Where in the listing does the string "area" appear? Copy every line that holds it.

Dataset excerpts:

+--

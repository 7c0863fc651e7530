//! Collision detection for the reaction game
//!
//! Two terminal conditions: the player leaves the play area vertically, or
//! the player's square overlaps an obstacle column outside its gap.

use super::state::{Obstacle, Player};

/// Player square sticks out above the top or below the bottom of the play area
pub fn is_out_of_bounds(player: &Player, play_height: f32) -> bool {
    player.rect().exceeds_vertical(0.0, play_height)
}

/// Player overlaps the obstacle horizontally and touches a blocking part
pub fn hits_obstacle(player: &Player, obstacle: &Obstacle, play_height: f32) -> bool {
    let rect = player.rect();
    if !rect.overlaps_x(&obstacle.footprint(play_height)) {
        return false;
    }
    obstacle.gap_band().blocks(&rect)
}

/// Any terminal collision for the current frame
pub fn check_collision(player: &Player, obstacles: &[Obstacle], play_height: f32) -> bool {
    is_out_of_bounds(player, play_height)
        || obstacles
            .iter()
            .any(|o| hits_obstacle(player, o, play_height))
}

+--

Answer section:
//! Two terminal conditions: the player leaves the play area vertically, or
/// Player square sticks out above the top or below the bottom of the play area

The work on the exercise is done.